Is Apple making overall headway with the iPhone 3G?

As Apple rolled out the iPhone 3G to 21 more counties last week, T-Mobile pointed to sales of 120,000 of the phones already in Germany, Austria, and the Netherlands, despite distribution and connectivity problems.

T-Mobile experienced delivery delays in all three countries, but customers complained about connectivity only in the Netherlands, according to Hamid Akhavan, CEO of T-Mobile's parent company, Deutsche Telecom.

"Our sales expectations were surpassed," said Akham, in an interview published today the the German news magazine Focus.

However, some customers in Germany, Austria, and the Netherlands had to wait weeks for delivery of the iPhones they'd ordered, he acknowledged, attributing the delays to Apple's launch of the iPhone in 21 others countries on Friday of last week.

Instituted in keeping with Apple's often repeated sales goal of 10 million iPhone 3Gs for 2008, last week's rollouts included Argentina, Chile, Colombia, Czech Republic, Ecaudor, El Savador, Estonia, Guatemala, Honduras, Hungary, India, Latvia, Lithuania, Paraguay, Peru, the Philippines, Poland, Romania, Singapore, Slovakia, and Uruguay.

Also, Apple is now rumored to be talking with three Russian carriers about possible introduction of the iPhone in Russia during the month of October.

Meanwhile, in a posting on its Web site Friday, AT&T said that Apple's 16 GB iPhone 3G is available in most of its US stores today, and that AT&T will be restocking its stores with an 8 GB model later this week.

Also according to Akhavan, however, like users in many other countries, some Dutch users have complained about dropped calls and slowed access, with the phone reportedly reverting to lower speeds than 3G.

As previously reported in BetaNews, one user in the US has now filed a lawsuit charging Apple with false advertising in promising that the iPhone 3G performs "twice as fast for half the price."

Yet last week, too, Apple released a firmware upgrade aimed at improving connectivity performance.
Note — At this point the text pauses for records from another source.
//! Session management for the Tumblr web client
//!
//! Provides:
//! - File-based session lock (mode 0600) to prevent parallel logins
//! - The cookie-carrying HTTP client shared by every request
//! - The authenticated `Session` value handed to the fetchers

use std::fs::{File, OpenOptions};
use std::path::{Path, PathBuf};
use std::sync::Arc;

use fs2::FileExt;
use reqwest::cookie::Jar;
use reqwest::{Client, Url};
use tracing::debug;

use crate::error::{Error, Result};

/// Session lock guard that ensures only one export logs in at a time.
pub struct SessionLock {
    path: PathBuf,
    lock_file: Option<File>,
}

impl SessionLock {
    /// Acquire an exclusive lock at `path`, creating it readable by the owner only.
    pub fn acquire(path: impl AsRef<Path>) -> Result<Self> {
        let path = path.as_ref().to_path_buf();

        let mut options = OpenOptions::new();
        options.write(true).create(true).truncate(true);
        #[cfg(unix)]
        {
            use std::os::unix::fs::OpenOptionsExt;
            options.mode(0o600);
        }

        let lock_file = options
            .open(&path)
            .map_err(|e| Error::SecureStorage(format!("{}: {}", path.display(), e)))?;

        #[cfg(unix)]
        {
            use std::os::unix::fs::PermissionsExt;
            lock_file
                .set_permissions(std::fs::Permissions::from_mode(0o600))
                .map_err(|e| Error::SecureStorage(format!("{}: {}", path.display(), e)))?;
        }

        match lock_file.try_lock_exclusive() {
            Ok(()) => {
                debug!(path = %path.display(), "session lock acquired");
                Ok(Self {
                    path,
                    lock_file: Some(lock_file),
                })
            }
            Err(_) => Err(Error::SessionLocked),
        }
    }

    pub fn path(&self) -> &Path {
        &self.path
    }

    /// Release the lock manually
    pub fn release(&mut self) {
        if let Some(file) = self.lock_file.take() {
            let _ = file.unlock();
            let _ = std::fs::remove_file(&self.path);
        }
    }
}

impl Drop for SessionLock {
    fn drop(&mut self) {
        self.release();
    }
}

/// HTTP client bound to one host, with an in-memory cookie jar.
#[derive(Debug, Clone)]
pub struct WebClient {
    http: Client,
    base_url: String,
}

impl WebClient {
    /// Build a client for `base_url`. `skip_ssl` disables certificate checks.
    pub fn new(base_url: &str, skip_ssl: bool) -> Result<Self> {
        let http = Client::builder()
            .user_agent(format!("tumblr_chat_export/{}", env!("CARGO_PKG_VERSION")))
            .cookie_provider(Arc::new(Jar::default()))
            .danger_accept_invalid_certs(skip_ssl)
            .build()
            .map_err(|e| Error::CapabilityMissing(e.to_string()))?;

        Ok(Self {
            http,
            base_url: base_url.trim_end_matches('/').to_string(),
        })
    }

    pub fn http(&self) -> &Client {
        &self.http
    }

    pub fn base_url(&self) -> &str {
        &self.base_url
    }

    /// Whether `url` has the scheme, host and port of `base_url`.
    pub fn is_same_origin(&self, url: &str) -> bool {
        match (Url::parse(&self.base_url), Url::parse(url)) {
            (Ok(base), Ok(url)) => base.origin() == url.origin(),
            _ => false,
        }
    }

    /// Resolve a path or server-supplied relative link against the host.
    pub fn url(&self, href: &str) -> String {
        if href.starts_with("http://") || href.starts_with("https://") {
            href.to_string()
        } else if href.starts_with('/') {
            format!("{}{}", self.base_url, href)
        } else {
            format!("{}/{}", self.base_url, href)
        }
    }
}

/// Authenticated state: the bearer token plus the cookies the login set.
///
/// Cookies live only in memory and go away with the value.
#[derive(Debug, Clone)]
pub struct Session {
    client: WebClient,
    auth_token: String,
}

impl Session {
    pub(crate) fn new(client: WebClient, auth_token: String) -> Self {
        Self { client, auth_token }
    }

    pub fn auth_token(&self) -> &str {
        &self.auth_token
    }

    pub fn client(&self) -> &WebClient {
        &self.client
    }

    pub fn url(&self, href: &str) -> String {
        self.client.url(href)
    }
}
//! Calendar view of message timestamps

use chrono::{DateTime, FixedOffset, Local, NaiveDate, NaiveDateTime, Offset, Utc};

/// Display format of a message line prefix.
pub const STAMP_FORMAT: &str = "%d/%m/%Y, %H:%M:%S";
/// Date key used in split file names.
pub const DAY_FORMAT: &str = "%Y%m%d";

/// Timezone used to render timestamps and group them into days.
#[derive(Debug, Clone, Copy, Default, PartialEq, Eq)]
pub enum Clock {
    #[default]
    Local,
    Fixed(FixedOffset),
}

impl Clock {
    pub fn utc() -> Self {
        Self::Fixed(Utc.fix())
    }

    /// Wall-clock time of a millisecond epoch timestamp.
    pub fn datetime(&self, ts_millis: i64) -> NaiveDateTime {
        let Some(utc) = DateTime::from_timestamp_millis(ts_millis) else {
            return NaiveDateTime::default();
        };
        match self {
            Self::Local => utc.with_timezone(&Local).naive_local(),
            Self::Fixed(offset) => utc.with_timezone(offset).naive_local(),
        }
    }

    pub fn date(&self, ts_millis: i64) -> NaiveDate {
        self.datetime(ts_millis).date()
    }

    /// `dd/mm/YYYY, HH:MM:SS`
    pub fn stamp(&self, ts_millis: i64) -> String {
        self.datetime(ts_millis).format(STAMP_FORMAT).to_string()
    }

    /// `YYYYMMDD`
    pub fn day_key(&self, ts_millis: i64) -> String {
        self.datetime(ts_millis).format(DAY_FORMAT).to_string()
    }
}

/// Parse a cutoff date given as `YYYYMMDD` or `YYYY-MM-DD`.
pub fn parse_date(s: &str) -> Result<NaiveDate, String> {
    let s = s.trim();
    if s.len() == 8 {
        if let Ok(d) = NaiveDate::parse_from_str(s, "%Y%m%d") {
            return Ok(d);
        }
    }
    if let Ok(d) = NaiveDate::parse_from_str(s, "%Y-%m-%d") {
        return Ok(d);
    }
    Err(format!(
        "Invalid date \"{}\" (expected YYYYMMDD or YYYY-MM-DD)",
        s
    ))
}
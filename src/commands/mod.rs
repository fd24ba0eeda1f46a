//! Command implementations
//!
//! Each module corresponds to one thing the CLI can do.

pub mod export;

pub use export::{run as export_run, ExportArgs};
While many users have continued to complain, others could be benefiting from connectivity improvements.

In tests conducted at the labs of Swedish-based Bluetest, a vendor of wireless test equipment, researchers found little difference in signal transmission and reception between the iPhone, Sony Ericsson's P1 phone, and the Nokia N73.

"The P1 is a little better at receiving signal and the N73 a little better at sending signals. But the difference is small. The difference between the iPhone's and the P1's receive sensitivity is 2 dB," according to an article which appeared today in the Swedish newspaper Goteborgs-Posten (The Gothenburg Post).

The tests in Sweden also showed no differences between the three phones in their ability to maintain network connections, in the midst of noise from other wireless signals.

On the other hand, as previously reported in BetaNews, last week's iPhone rollouts received ho-hum responses in countries such as India and Poland, where availability and 3G connectivity issues seem to be overshadowed by affordability and a lack of widespread Internet access, which is necessary for activation.